Этим превосходным предложением мистер Гримуиг заключал и
подкреплял чуть ли не каждое свое заявление, что было весьма странно, ибо, если
даже допустить, что наука достигнет той ступени, когда джентльмен сможет съесть
свою собственную голову, если он того пожелает, голова мистера Гримуига была
столь велика, что самый сангвинический человек вряд ли мог питать надежду
прикончить ее за один присест, даже если совершенно не принимать в расчет очень
толстого слоя пудры.
— Я съем свою голову, сэр! — повторил мистер
Гримуиг, стукнув тростью по полу. — Погодите! Это что такое? —
добавил он, взглянув на Оливера и отступив шага на два.
— Это юный Оливер Твист, о котором мы говорили, —
сказал мистер Браунлоу.
Оливер поклонился.
— Надеюсь, вы не хотите сказать, что это тот самый
мальчик, у которого была горячка? — попятившись, сказал мистер
Гримуиг. — Подождите минутку! Не говорите ни слова! Постойте-ка… —
бросал отрывисто мистер Гримуиг, потеряв всякий страх перед горячкой и с
торжеством делая открытие, — это тот самый мальчик, у которого был
апельсин? Если это не тот самый мальчик, сэр, который бросил корку на лестнице,
я съем свою голову, да и его в придачу!
— Нет, у него не было апельсина, — смеясь, сказал
мистер Браунлоу. — Полно! Положите свою шляпу и побеседуйте с моим юным
другом.
— Меня этот вопрос очень беспокоит, сэр, —
произнес раздражительный старый джентльмен, снимая перчатки. — По всей
нашей улице всегда валяются на мостовой апельсинные корки, и мне известно, что
их разбрасывает мальчишка хирурга, который живет на углу. Вчера вечером молодая
женщина поскользнулась, наступив на корку, и упала у решетки моего сада. Как
только она встала, я увидел, что она смотрит на его проклятый красный фонарь,
[25]
безмолвно приглашающий войти. «Не ходите к нему! —
крикнул я из окна. — Это убийца! Он расставляет капканы!» И это правда. А
если это не так…
Тут вспыльчивый старый джентльмен громко стукнул тростью об
пол, что, как знали его друзья, заменяло его обычную присказку всякий раз,
когда она не была выражена словами. Затем, не выпуская из рук трости, он сел и,
раскрыв лорнет, висевший на широкой черной ленте, устремил взор на Оливера,
который, видя, что является объектом наблюдения, покраснел и снова поклонился.

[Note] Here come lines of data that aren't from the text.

//! Workflow Validation
//!
//! Structural checks run before a definition is persisted and again before
//! an instance is started:
//! - Step graph: non-empty, unique IDs, valid references, no cycles,
//!   complete decision conditions, parsable expressions
//! - Stage graph: unique stages, transitions between known stages,
//!   a start and an end stage
//!
//! Validation is pure; it never mutates the definition.

use std::collections::{HashMap, HashSet};

use log::{debug, info};

use crate::error::DefinitionError;

use super::expression::Expression;
use super::model::{StageKind, Step, StepKind, WorkflowDefinition};

/// Validates a workflow definition.
///
/// Step-graph checks run in a fixed order, each with its own error:
/// 1. At least one step (`NoSteps`)
/// 2. Unique step IDs (`DuplicateStep`)
/// 3. Every `next` entry exists (`DanglingReference`)
/// 4. No cycle reachable from the first step (`CycleDetected`)
/// 5. Decision steps carry conditions for every successor beyond the first
///    (`MissingCondition`)
/// 6. Every expression parses (`InvalidExpression`)
pub fn validate(definition: &WorkflowDefinition) -> Result<(), DefinitionError> {
    if definition.is_stage_based() {
        validate_stages(definition)?;
        info!(
            "Workflow '{}' validated: {} stages, {} transitions",
            definition.id,
            definition.stages.len(),
            definition.transitions.len()
        );
        return Ok(());
    }

    if definition.steps.is_empty() {
        return Err(DefinitionError::NoSteps);
    }

    let mut seen_ids: HashSet<&str> = HashSet::new();
    for step in &definition.steps {
        if !seen_ids.insert(step.id.as_str()) {
            return Err(DefinitionError::DuplicateStep(step.id.clone()));
        }
    }

    for step in &definition.steps {
        for next_id in &step.next {
            if !seen_ids.contains(next_id.as_str()) {
                return Err(DefinitionError::DanglingReference {
                    step: step.id.clone(),
                    reference: next_id.clone(),
                });
            }
        }
    }

    detect_cycle(definition)?;

    for step in &definition.steps {
        check_conditions(step)?;
        check_expressions(step)?;
    }

    info!(
        "Workflow '{}' validated: {} steps",
        definition.id,
        definition.steps.len()
    );
    Ok(())
}

/// Depth-first traversal from the first declared step with an explicit
/// recursion stack. A successor already on the stack is a back-edge.
fn detect_cycle(definition: &WorkflowDefinition) -> Result<(), DefinitionError> {
    let Some(first) = definition.first_step() else {
        return Ok(());
    };

    let successors: HashMap<&str, &[String]> = definition
        .steps
        .iter()
        .map(|s| (s.id.as_str(), s.next.as_slice()))
        .collect();

    let mut visited: HashSet<&str> = HashSet::new();
    let mut on_stack: HashSet<&str> = HashSet::new();
    // (node, index of the next successor to explore)
    let mut stack: Vec<(&str, usize)> = vec![(first.id.as_str(), 0)];
    visited.insert(first.id.as_str());
    on_stack.insert(first.id.as_str());

    while let Some((node, cursor)) = stack.last_mut() {
        let node_id: &str = *node;
        let next = successors.get(node_id).copied().unwrap_or(&[]);

        if *cursor >= next.len() {
            on_stack.remove(node_id);
            stack.pop();
            continue;
        }

        let successor = next[*cursor].as_str();
        *cursor += 1;

        if on_stack.contains(successor) {
            debug!("Back-edge {} -> {}", node_id, successor);
            return Err(DefinitionError::CycleDetected {
                from: node_id.to_string(),
                to: successor.to_string(),
            });
        }

        if visited.insert(successor) {
            on_stack.insert(successor);
            stack.push((successor, 0));
        }
    }

    let unreachable = definition.steps.len() - visited.len();
    if unreachable > 0 {
        debug!(
            "Workflow '{}' has {} step(s) unreachable from '{}'",
            definition.id, unreachable, first.id
        );
    }

    Ok(())
}

fn check_conditions(step: &Step) -> Result<(), DefinitionError> {
    if !matches!(step.kind, StepKind::Decision(_)) || step.next.len() < 2 {
        return Ok(());
    }

    for successor in step.next.iter().skip(1) {
        if !step.conditions.contains_key(successor) {
            return Err(DefinitionError::MissingCondition {
                step: step.id.clone(),
                successor: successor.clone(),
            });
        }
    }
    Ok(())
}

fn check_expressions(step: &Step) -> Result<(), DefinitionError> {
    let own = match &step.kind {
        StepKind::Decision(config) => Some(config.expression.as_str()),
        _ => None,
    };

    for expression in own.into_iter().chain(step.conditions.values().map(String::as_str)) {
        if let Err(e) = Expression::parse(expression) {
            return Err(DefinitionError::InvalidExpression {
                step: step.id.clone(),
                expression: expression.to_string(),
                reason: e.to_string(),
            });
        }
    }
    Ok(())
}

fn validate_stages(definition: &WorkflowDefinition) -> Result<(), DefinitionError> {
    let mut stage_ids: HashSet<&str> = HashSet::new();
    for stage in &definition.stages {
        if !stage_ids.insert(stage.id.as_str()) {
            return Err(DefinitionError::DuplicateStage(stage.id.clone()));
        }
    }

    for transition in &definition.transitions {
        for stage in [&transition.from, &transition.to] {
            if !stage_ids.contains(stage.as_str()) {
                return Err(DefinitionError::UnknownStage {
                    action: transition.action.clone(),
                    stage: stage.clone(),
                });
            }
        }
    }

    if !definition.stages.iter().any(|s| s.kind == StageKind::Start) {
        return Err(DefinitionError::MissingStartStage);
    }
    if !definition.stages.iter().any(|s| s.kind == StageKind::End) {
        return Err(DefinitionError::MissingEndStage);
    }
    Ok(())
}

/// Collects every problem instead of stopping at the first.
///
/// Useful for editor feedback; the authoritative check is [`validate`].
pub fn quick_validate(definition: &WorkflowDefinition) -> Vec<String> {
    let mut errors = Vec::new();

    if definition.is_empty() {
        errors.push(DefinitionError::NoSteps.to_string());
        return errors;
    }

    let step_ids: HashSet<_> = definition.steps.iter().map(|s| s.id.as_str()).collect();

    for step in &definition.steps {
        if step.id.trim().is_empty() {
            errors.push("A step has an empty ID".to_string());
        }

        for next_id in &step.next {
            if !step_ids.contains(next_id.as_str()) {
                errors.push(
                    DefinitionError::DanglingReference {
                        step: step.id.clone(),
                        reference: next_id.clone(),
                    }
                    .to_string(),
                );
            }
        }

        if let Err(e) = check_conditions(step) {
            errors.push(e.to_string());
        }
        if let Err(e) = check_expressions(step) {
            errors.push(e.to_string());
        }
    }

    if errors.is_empty() {
        if let Err(e) = validate(definition) {
            errors.push(e.to_string());
        }
    }

    errors
}

#[cfg(test)]
mod tests {
    use super::*;
    use crate::workflow::model::{Stage, Transition};

    fn linear() -> WorkflowDefinition {
        WorkflowDefinition::from_steps(
            "linear",
            vec![
                Step::task("a", "noop").then("b"),
                Step::task("b", "noop").then("c"),
                Step::task("c", "noop"),
            ],
        )
    }

    #[test]
    fn test_valid_linear_workflow() {
        assert!(validate(&linear()).is_ok());
    }

    #[test]
    fn test_empty_workflow() {
        let definition = WorkflowDefinition::new("empty", "Empty");
        assert_eq!(validate(&definition), Err(DefinitionError::NoSteps));
    }

    #[test]
    fn test_duplicate_ids() {
        let definition = WorkflowDefinition::from_steps(
            "dup",
            vec![Step::task("same", "noop"), Step::task("same", "noop")],
        );
        assert_eq!(
            validate(&definition),
            Err(DefinitionError::DuplicateStep("same".to_string()))
        );
    }

    #[test]
    fn test_dangling_reference() {
        let definition =
            WorkflowDefinition::from_steps("dangling", vec![Step::task("a", "noop").then("ghost")]);

        match validate(&definition) {
            Err(DefinitionError::DanglingReference { step, reference }) => {
                assert_eq!(step, "a");
                assert_eq!(reference, "ghost");
            }
            other => panic!("expected DanglingReference, got {:?}", other),
        }
    }

    #[test]
    fn test_three_step_cycle() {
        let definition = WorkflowDefinition::from_steps(
            "cycle",
            vec![
                Step::task("a", "noop").then("b"),
                Step::task("b", "noop").then("c"),
                Step::task("c", "noop").then("a"),
            ],
        );

        assert_eq!(
            validate(&definition),
            Err(DefinitionError::CycleDetected {
                from: "c".to_string(),
                to: "a".to_string()
            })
        );
    }

    #[test]
    fn test_self_loop() {
        let definition = WorkflowDefinition::from_steps(
            "self",
            vec![Step::task("a", "noop").then("a")],
        );
        assert!(matches!(
            validate(&definition),
            Err(DefinitionError::CycleDetected { .. })
        ));
    }

    #[test]
    fn test_diamond_is_not_a_cycle() {
        let definition = WorkflowDefinition::from_steps(
            "diamond",
            vec![
                Step::decision("split", "true")
                    .then("left")
                    .when("right", "result == false"),
                Step::task("left", "noop").then("join"),
                Step::task("right", "noop").then("join"),
                Step::task("join", "noop"),
            ],
        );
        assert!(validate(&definition).is_ok());
    }

    #[test]
    fn test_cycle_unreachable_from_first_step_is_ignored() {
        let definition = WorkflowDefinition::from_steps(
            "island",
            vec![
                Step::task("start", "noop"),
                Step::task("x", "noop").then("y"),
                Step::task("y", "noop").then("x"),
            ],
        );
        assert!(validate(&definition).is_ok());
    }

    #[test]
    fn test_missing_condition() {
        let definition = WorkflowDefinition::from_steps(
            "decide",
            vec![
                Step::decision("gate", "variables.ok").then("yes").then("no"),
                Step::task("yes", "noop"),
                Step::task("no", "noop"),
            ],
        );

        assert_eq!(
            validate(&definition),
            Err(DefinitionError::MissingCondition {
                step: "gate".to_string(),
                successor: "no".to_string()
            })
        );
    }

    #[test]
    fn test_invalid_expression() {
        let definition =
            WorkflowDefinition::from_steps("bad", vec![Step::decision("gate", "a = = b")]);
        assert!(matches!(
            validate(&definition),
            Err(DefinitionError::InvalidExpression { .. })
        ));
    }

    #[test]
    fn test_stage_definition_valid() {
        let definition = WorkflowDefinition::from_stages(
            "approval",
            vec![
                Stage::new("draft", StageKind::Start),
                Stage::new("review", StageKind::Review),
                Stage::new("published", StageKind::End),
            ],
            vec![
                Transition::new("draft", "review", "submit"),
                Transition::new("review", "published", "publish"),
            ],
        );
        assert!(validate(&definition).is_ok());
    }

    #[test]
    fn test_stage_definition_errors() {
        let unknown = WorkflowDefinition::from_stages(
            "unknown",
            vec![
                Stage::new("draft", StageKind::Start),
                Stage::new("done", StageKind::End),
            ],
            vec![Transition::new("draft", "limbo", "submit")],
        );
        assert!(matches!(
            validate(&unknown),
            Err(DefinitionError::UnknownStage { .. })
        ));

        let no_end = WorkflowDefinition::from_stages(
            "no-end",
            vec![Stage::new("draft", StageKind::Start)],
            vec![],
        );
        assert_eq!(validate(&no_end), Err(DefinitionError::MissingEndStage));

        let no_start = WorkflowDefinition::from_stages(
            "no-start",
            vec![Stage::new("done", StageKind::End)],
            vec![],
        );
        assert_eq!(validate(&no_start), Err(DefinitionError::MissingStartStage));
    }

    #[test]
    fn test_quick_validate_collects_all() {
        let definition = WorkflowDefinition::from_steps(
            "many",
            vec![
                Step::task("a", "noop").then("ghost"),
                Step::decision("b", "x").then("a").then("c"),
                Step::task("c", "noop"),
            ],
        );
        let errors = quick_validate(&definition);
        assert_eq!(errors.len(), 2);
        assert!(errors.iter().any(|e| e.contains("unknown step")));
        assert!(errors.iter().any(|e| e.contains("no condition")));
    }

    #[test]
    fn test_quick_validate_empty() {
        let errors = quick_validate(&WorkflowDefinition::new("e", "E"));
        assert_eq!(errors.len(), 1);
        assert!(errors[0].contains("no steps"));
    }
}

— Это тот самый мальчик, не так ли? — сказал,
наконец, мистер Гримуиг.
— Тот самый, — ответил мистер Браунлоу.
— Как ты себя чувствуешь? — спросил мистер
Гримуиг.
— Гораздо лучше, благодарю вас, сэр, — ответил
Оливер.
Мистер Браунлоу, как будто опасаясь, что его чудаковатый
друг вот-вот скажет что-нибудь неприятное, попросил Оливера пойти вниз и
передать миссис Бэдуин просьбу распорядиться о чае; он с радостью повиновался,
так как ему не особенно понравились манеры гостя.
— Хорошенький мальчик, не правда ли? — спросил
мистер Браунлоу.
— Не знаю, — брюзгливо отозвался мистер Гримуиг.
— Не знаете?
— Не знаю. Не вижу никакой разницы между мальчишками. Я
знаю только два сорта мальчишек: мальчишки мучнистые и мальчишки мясистые.